When we consider the biggest threat to the sustainability of Nature's services, the first word that comes to mind is carbon. Carbon, as it was put in a pro pollution advert in America is life. They were very right and because carbon is the currency on which all life depends, carbon is far more valuable than Gold.

Let me explain how the Gold-backed currency is in fact an illusion. Prior to the Second World War, most of the World's stockpile of Gold was owned by European nations. As they fought one another, most of the Gold was spent on warfare and transferred to the United States. At the end of the Second World War, the US was effectively the wealthiest nation on Earth in terms of Gold. All the State's Gold was detained in the legendary Fort Knox. In the 70s, the US debased its currency meaning it was no longer indexed on Gold. Since the Second World War, the US has become the most indebted Nation in the World and that was before the credit crunch. Since the era of Eisenower (1953), not a single independent auditor has been allowed to verify the Gold Reserves in Fort Knox (Source). Even if there was still gold left in the most secure facility in the world does it even belong to the US? The fact that no one has been allowed to check the Gold in Fort Knox for more than 50 years speaks volume. What speaks even more volumes is that when France and Switzerland, concerned about the cost of the Vietnam war, attempted to redeem their dollar holdings for gold, the US bought an end to the Gold standard. Since the 70s, the dollar is effectively a currency based on paper. The fact the US is the biggest military power in the world, the fact that it supposedly has $137 billion in gold reserves and that petrol is only quoted in dollars (Saddam wanted it quoted in Euros, but they made sure that didn't happen) has been enough to insure the dollar was the strongest currency in the world and 35 years of unparalleled growth.

You now understand that the strongest and most emblematic currency in the world is defacto worthless yet if you check its current value against other currencies, you will be surprised by the fact that there has not been any kind of major run on the dollar for the past 50 years. So long as no one officially knows that there is no Gold in Fort Knox, the deception can continue. This deception has not in any way prevented the US from becoming the richest country in the world. This lends credit to my assertion that money is just an idea, although keeping it that way requires a lot of political engineering.

It is thus not so far fetched to propose that currencies be based on thin air. Since the dollar is just paper, what's to stop us from assigning an imaginary value to it? So long as everyone agrees on it, trade can continue.

What I propose next is a little complicated and it assumes no manipulations which is unlikely but let's assume for a minute we can get a grip over politician's trickery. The Carbon Standard would be based on the carbon levels necessary to keep temperatures below two degrees ie less than 400ppm. Each tonne of carbon could be assigned a nominal value and the currency would be based on that.

Ever heard the expression money rules the world? What if money was an illusion, what rules the world then? Whatever we want it to be. Now let me sell you on the Carbon Standard.

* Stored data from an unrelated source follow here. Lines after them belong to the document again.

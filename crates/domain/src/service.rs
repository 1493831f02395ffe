use chrono::Utc;
use log::{debug, error};

use crate::{
    CalendarDay, CreateError, DailyVolume, DeleteError, Exercise, ExerciseID, ExerciseRepository,
    ExerciseService, MonthlyStats, MuscleGroup, Name, NewTemplateEntry, PersonalRecord, ReadError,
    Template, TemplateDetail, TemplateID, TemplateRepository, TemplateService, UpdateError,
    Workout, WorkoutDetail, WorkoutDraft, WorkoutID, WorkoutRepository, WorkoutService,
    WorkoutSet, WorkoutSummary, build_calendar_days, current_streak,
};

/// Gateway between the screens and a repository. Every failed call is
/// logged once and handed back to the caller unchanged; retrying is the
/// user's decision.
pub struct Service<R> {
    repository: R,
}

impl<R> Service<R> {
    pub fn new(repository: R) -> Self {
        Self { repository }
    }
}

macro_rules! log_on_error {
    ($func: expr, $error: ident, $action: literal, $entity: literal) => {{
        let result = $func.await;
        match result {
            Ok(_) => {}
            Err(ref err) => match err {
                $error::Storage(crate::StorageError::Busy) => {
                    debug!("failed to {} {}: {err}", $action, $entity);
                }
                _ => {
                    error!("failed to {} {}: {err}", $action, $entity);
                }
            },
        }
        result
    }};
}

impl<R: ExerciseRepository> ExerciseService for Service<R> {
    async fn get_exercises(&self) -> Result<Vec<Exercise>, ReadError> {
        log_on_error!(
            self.repository.read_exercises(),
            ReadError,
            "get",
            "exercises"
        )
    }

    async fn search_exercises(&self, query: &str) -> Result<Vec<Exercise>, ReadError> {
        log_on_error!(
            self.repository.search_exercises(query),
            ReadError,
            "search",
            "exercises"
        )
    }

    async fn create_exercise(
        &self,
        name: Name,
        muscle_group: Option<MuscleGroup>,
    ) -> Result<Exercise, CreateError> {
        log_on_error!(
            self.repository.create_exercise(name, muscle_group),
            CreateError,
            "create",
            "exercise"
        )
    }
}

impl<R: TemplateRepository> TemplateService for Service<R> {
    async fn get_templates(&self) -> Result<Vec<Template>, ReadError> {
        log_on_error!(
            self.repository.read_templates(),
            ReadError,
            "get",
            "templates"
        )
    }

    async fn get_template(&self, id: TemplateID) -> Result<TemplateDetail, ReadError> {
        log_on_error!(
            self.repository.read_template(id),
            ReadError,
            "get",
            "template"
        )
    }

    async fn create_template(
        &self,
        name: Name,
        entries: Vec<NewTemplateEntry>,
    ) -> Result<TemplateID, CreateError> {
        log_on_error!(
            self.repository.create_template(name, entries),
            CreateError,
            "create",
            "template"
        )
    }

    async fn delete_template(&self, id: TemplateID) -> Result<TemplateID, DeleteError> {
        log_on_error!(
            self.repository.delete_template(id),
            DeleteError,
            "delete",
            "template"
        )
    }
}

impl<R: WorkoutRepository> WorkoutService for Service<R> {
    async fn save_workout(&self, draft: WorkoutDraft) -> Result<Workout, CreateError> {
        let sets = draft.sets();
        log_on_error!(
            self.repository
                .create_workout(draft.template_id, draft.started_at, Utc::now(), sets),
            CreateError,
            "save",
            "workout"
        )
    }

    async fn get_workout_history(&self, limit: u32) -> Result<Vec<WorkoutSummary>, ReadError> {
        log_on_error!(
            self.repository.read_workouts(limit),
            ReadError,
            "get",
            "workout history"
        )
    }

    async fn get_workout(&self, id: WorkoutID) -> Result<WorkoutDetail, ReadError> {
        log_on_error!(self.repository.read_workout(id), ReadError, "get", "workout")
    }

    async fn rename_workout(
        &self,
        id: WorkoutID,
        name: Option<Name>,
    ) -> Result<WorkoutID, UpdateError> {
        log_on_error!(
            self.repository.modify_workout_name(id, name),
            UpdateError,
            "rename",
            "workout"
        )
    }

    async fn replace_workout_sets(
        &self,
        id: WorkoutID,
        sets: Vec<WorkoutSet>,
    ) -> Result<WorkoutID, UpdateError> {
        log_on_error!(
            self.repository.replace_workout_sets(id, sets),
            UpdateError,
            "replace",
            "workout sets"
        )
    }

    async fn delete_workout(&self, id: WorkoutID) -> Result<WorkoutID, DeleteError> {
        log_on_error!(
            self.repository.delete_workout(id),
            DeleteError,
            "delete",
            "workout"
        )
    }

    async fn get_personal_records(&self) -> Result<Vec<PersonalRecord>, ReadError> {
        log_on_error!(
            self.repository.read_personal_records(),
            ReadError,
            "get",
            "personal records"
        )
    }

    async fn get_exercise_volume(
        &self,
        exercise_id: ExerciseID,
        days: u32,
    ) -> Result<Vec<DailyVolume>, ReadError> {
        log_on_error!(
            self.repository.read_exercise_volume(exercise_id, days),
            ReadError,
            "get",
            "exercise volume"
        )
    }

    async fn get_monthly_stats(&self) -> Result<MonthlyStats, ReadError> {
        log_on_error!(
            self.repository.read_monthly_stats(),
            ReadError,
            "get",
            "monthly stats"
        )
    }

    async fn get_calendar_month(
        &self,
        year: i32,
        month: u32,
    ) -> Result<Vec<CalendarDay>, ReadError> {
        let workouts = log_on_error!(
            self.repository.read_workout_dates(year, month),
            ReadError,
            "get",
            "workout dates"
        )?;
        Ok(build_calendar_days(
            year,
            month,
            &workouts,
            Utc::now().date_naive(),
        ))
    }

    async fn get_current_streak(&self) -> Result<u32, ReadError> {
        let dates = log_on_error!(
            self.repository.read_all_workout_dates(),
            ReadError,
            "get",
            "workout dates"
        )?;
        Ok(current_streak(&dates, Utc::now().date_naive()))
    }
}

Carbon is easily dividable, durable (it lasts more than 1000 years in the atmosphere) and it is scarce. Those who argue that carbon is not scarce need to understand there are two kinds of carbon: there's the carbon that keeps us alive, the carbon that has enabled us to evolve to where we are now, the carbon that allows a natural greenhouse effect and then there's the excess carbon, the additional 30% we've added to the atmosphere since pre- industrial levels. This carbon comes directly from stored sunlight. Over the past 60 million years, plants and vegetation on earth have been absorbing sunlight. As time has passed, this vegetation has died and thanks to some wonderful natural processes that happened over millions of years, we now have reserves of coal, gas and oil. This is all stored sunlight and this is precisely what our economies rely on worldwide to function. If we continue burning it just because it's free and still abundant, we're going to kill ourselves. Stored sunlight is carbon; the climate and the planet are only stable and facilitating life because there is just the right mix of carbon in the atmosphere and just the right ecosystems in place to regenerate the Planet. There is an active Yin and Yang process on this Planet that is just stable enough to enable life.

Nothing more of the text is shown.